_Work required:_ Among the lines below, list those containing the string "await".

Collected data entries
▬▬▬▬▬▬

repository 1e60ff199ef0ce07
//! Models of the Device Connect API schema components.

pub mod error;

pub use error::Error;
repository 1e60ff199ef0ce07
pub mod error_location;
pub mod redact_error;
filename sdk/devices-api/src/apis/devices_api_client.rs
//! Device-facing operations of the Device Connect API.

use crate::DEVICE_JWT_AUTH;
use crate::api_client::{ApiClient, ApiRequest, ApiResponse, CancelSignal};
use crate::configuration::Configuration;
use crate::error::{ApiException, OpenApiError, TransportFailure};

use common::HttpStatusCode;

use std::sync::Arc;
use std::time::Duration;

use log::debug;
use tokio::net::TcpStream;
use tokio_tungstenite::tungstenite::Error as WsError;
use tokio_tungstenite::tungstenite::client::IntoClientRequest;
use tokio_tungstenite::tungstenite::handshake::client::generate_key;
use tokio_tungstenite::{MaybeTlsStream, WebSocketStream, connect_async};

pub const CONNECT_PATH: &str = "/connect";

const CONNECTION_HEADER: &str = "Connection";
const UPGRADE_HEADER: &str = "Upgrade";
const SEC_WEBSOCKET_KEY_HEADER: &str = "Sec-WebSocket-Key";
const SEC_WEBSOCKET_VERSION_HEADER: &str = "Sec-WebSocket-Version";

const CONNECTION_ALLOWED: &[&str] = &["Upgrade"];
const UPGRADE_ALLOWED: &[&str] = &["websocket"];
const WEBSOCKET_VERSION_ALLOWED: &[i32] = &[13];

/// Live device connection after a successful upgrade.
pub type DeviceStream = WebSocketStream<MaybeTlsStream<TcpStream>>;

/// Parameters of the `connect` operation. All four headers are required.
#[derive(Debug, Clone, Default)]
pub struct ConnectParams {
    pub connection: Option<String>,
    pub upgrade: Option<String>,
    pub sec_websocket_key: Option<String>,
    pub sec_websocket_version: Option<i32>,
    pub request_timeout: Option<Duration>,
    pub cancel: Option<CancelSignal>,
}

impl ConnectParams {
    /// Upgrade headers for a fresh WebSocket handshake.
    pub fn handshake() -> Self {
        Self {
            connection: Some(CONNECTION_ALLOWED[0].to_string()),
            upgrade: Some(UPGRADE_ALLOWED[0].to_string()),
            sec_websocket_key: Some(generate_key()),
            sec_websocket_version: Some(WEBSOCKET_VERSION_ALLOWED[0]),
            request_timeout: None,
            cancel: None,
        }
    }

    pub fn with_request_timeout(mut self, timeout: Duration) -> Self {
        self.request_timeout = Some(timeout);
        self
    }

    pub fn with_cancel(mut self, signal: CancelSignal) -> Self {
        self.cancel = Some(signal);
        self
    }

    #[track_caller]
    pub(crate) fn into_request(self) -> Result<ApiRequest, OpenApiError> {
        let connection = required(self.connection, "connection")?;
        let upgrade = required(self.upgrade, "upgrade")?;
        let key = required(self.sec_websocket_key, "sec_websocket_key")?;
        let version = required(self.sec_websocket_version, "sec_websocket_version")?;

        allowed(&connection.as_str(), CONNECTION_ALLOWED, "connection")?;
        allowed(&upgrade.as_str(), UPGRADE_ALLOWED, "upgrade")?;
        allowed(&version, WEBSOCKET_VERSION_ALLOWED, "sec_websocket_version")?;
        if key.is_empty() {
            return Err(OpenApiError::value_error(
                "Invalid value for `sec_websocket_key`, must not be empty",
            ));
        }

        let mut request = ApiRequest::get(CONNECT_PATH)
            .header(CONNECTION_HEADER, connection)
            .header(UPGRADE_HEADER, upgrade)
            .header(SEC_WEBSOCKET_KEY_HEADER, key)
            .header(SEC_WEBSOCKET_VERSION_HEADER, version)
            .auth(DEVICE_JWT_AUTH);

        if let Some(timeout) = self.request_timeout {
            request = request.timeout(timeout);
        }
        if let Some(signal) = self.cancel {
            request = request.cancel_on(signal);
        }

        Ok(request)
    }
}

/// Client for the device-facing Device Connect operations.
#[derive(Clone)]
pub struct DevicesApiClient {
    api_client: ApiClient,
}

impl DevicesApiClient {
    pub fn new(configuration: Arc<Configuration>) -> Result<Self, OpenApiError> {
        Ok(Self {
            api_client: ApiClient::new(configuration)?,
        })
    }

    pub fn from_api_client(api_client: ApiClient) -> Self {
        Self { api_client }
    }

    pub fn api_client(&self) -> &ApiClient {
        &self.api_client
    }

    /// Establish a websocket connection with the server.
    ///
    /// Sends `GET /connect` with the upgrade headers. The server answers
    /// `101 Switching Protocols`, which is outside 200-299 and so surfaces as
    /// [`ApiException`] with status 101; use [`open_stream`](Self::open_stream)
    /// for a usable connection.
    pub async fn connect(&self, params: ConnectParams) -> Result<(), OpenApiError> {
        Ok(self.connect_with_http_info(params).await?.data)
    }

    pub async fn connect_with_http_info(
        &self,
        params: ConnectParams,
    ) -> Result<ApiResponse<()>, OpenApiError> {
        let request = params.into_request()?;
        self.api_client.execute_with_http_info(request).await
    }

    /// Perform the upgrade handshake and return the open device stream.
    ///
    /// Uses the configured host (`http`→`ws`, `https`→`wss`), default headers,
    /// `DeviceJWT` credentials and timeout. TLS certificates are always
    /// verified for the stream.
    pub async fn open_stream(&self) -> Result<DeviceStream, OpenApiError> {
        let configuration = self.api_client.configuration();
        let auth = configuration.auth_params(&[DEVICE_JWT_AUTH])?;

        let mut url =
            ApiRequest::get(CONNECT_PATH).resolve_url(configuration.host(), &auth.query)?;
        let ws_scheme = if url.scheme() == "https" { "wss" } else { "ws" };
        url.set_scheme(ws_scheme).map_err(|_| {
            OpenApiError::value_error(format!("Cannot derive websocket URL from {url}"))
        })?;

        let mut request = url.as_str().into_client_request().map_err(|e| {
            OpenApiError::value_error(format!("Invalid websocket request: {e}"))
        })?;
        for (name, value) in configuration.default_headers() {
            request.headers_mut().insert(name.clone(), value.clone());
        }
        for (name, value) in auth.headers {
            request.headers_mut().insert(name, value);
        }

        debug!("Opening device stream at {url}");

        let handshake =
            tokio::time::timeout(configuration.timeout(), connect_async(request)).await;
        match handshake {
            Ok(Ok((stream, response))) => {
                debug!("Device stream open, status {}", response.status());
                Ok(stream)
            }
            Ok(Err(error)) => Err(handshake_error(error)),
            Err(_) => Err(OpenApiError::transport(
                TransportFailure::Timeout,
                format!(
                    "websocket handshake did not complete within {:?}",
                    configuration.timeout()
                ),
            )),
        }
    }
}

#[track_caller]
fn handshake_error(error: WsError) -> OpenApiError {
    match error {
        WsError::Http(response) => {
            let status = HttpStatusCode(response.status().as_u16());
            let reason = response.status().canonical_reason().map(str::to_string);
            let body: &[u8] = response.body().as_deref().unwrap_or_default();
            ApiException::from_response(status, reason, response.headers().clone(), body).into()
        }
        WsError::Io(io) => OpenApiError::transport(TransportFailure::Connect, io.to_string()),
        WsError::Tls(tls) => OpenApiError::transport(TransportFailure::Connect, tls.to_string()),
        other => OpenApiError::transport(TransportFailure::Request, other.to_string()),
    }
}

#[track_caller]
fn required<T>(value: Option<T>, name: &str) -> Result<T, OpenApiError> {
    value.ok_or_else(|| {
        OpenApiError::value_error(format!(
            "Missing the required parameter `{name}` when calling `connect`"
        ))
    })
}

#[track_caller]
fn allowed<T>(value: &T, allowed: &[T], name: &str) -> Result<(), OpenApiError>
where
    T: PartialEq + std::fmt::Debug,
{
    if allowed.contains(value) {
        Ok(())
    } else {
        Err(OpenApiError::value_error(format!(
            "Invalid value for `{name}` ({value:?}), must be one of {allowed:?}"
        )))
    }
}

▬▬▬▬▬▬

_Output for this task:_
        Ok(self.connect_with_http_info(params).await?.data)
        self.api_client.execute_with_http_info(request).await
            tokio::time::timeout(configuration.timeout(), connect_async(request)).await;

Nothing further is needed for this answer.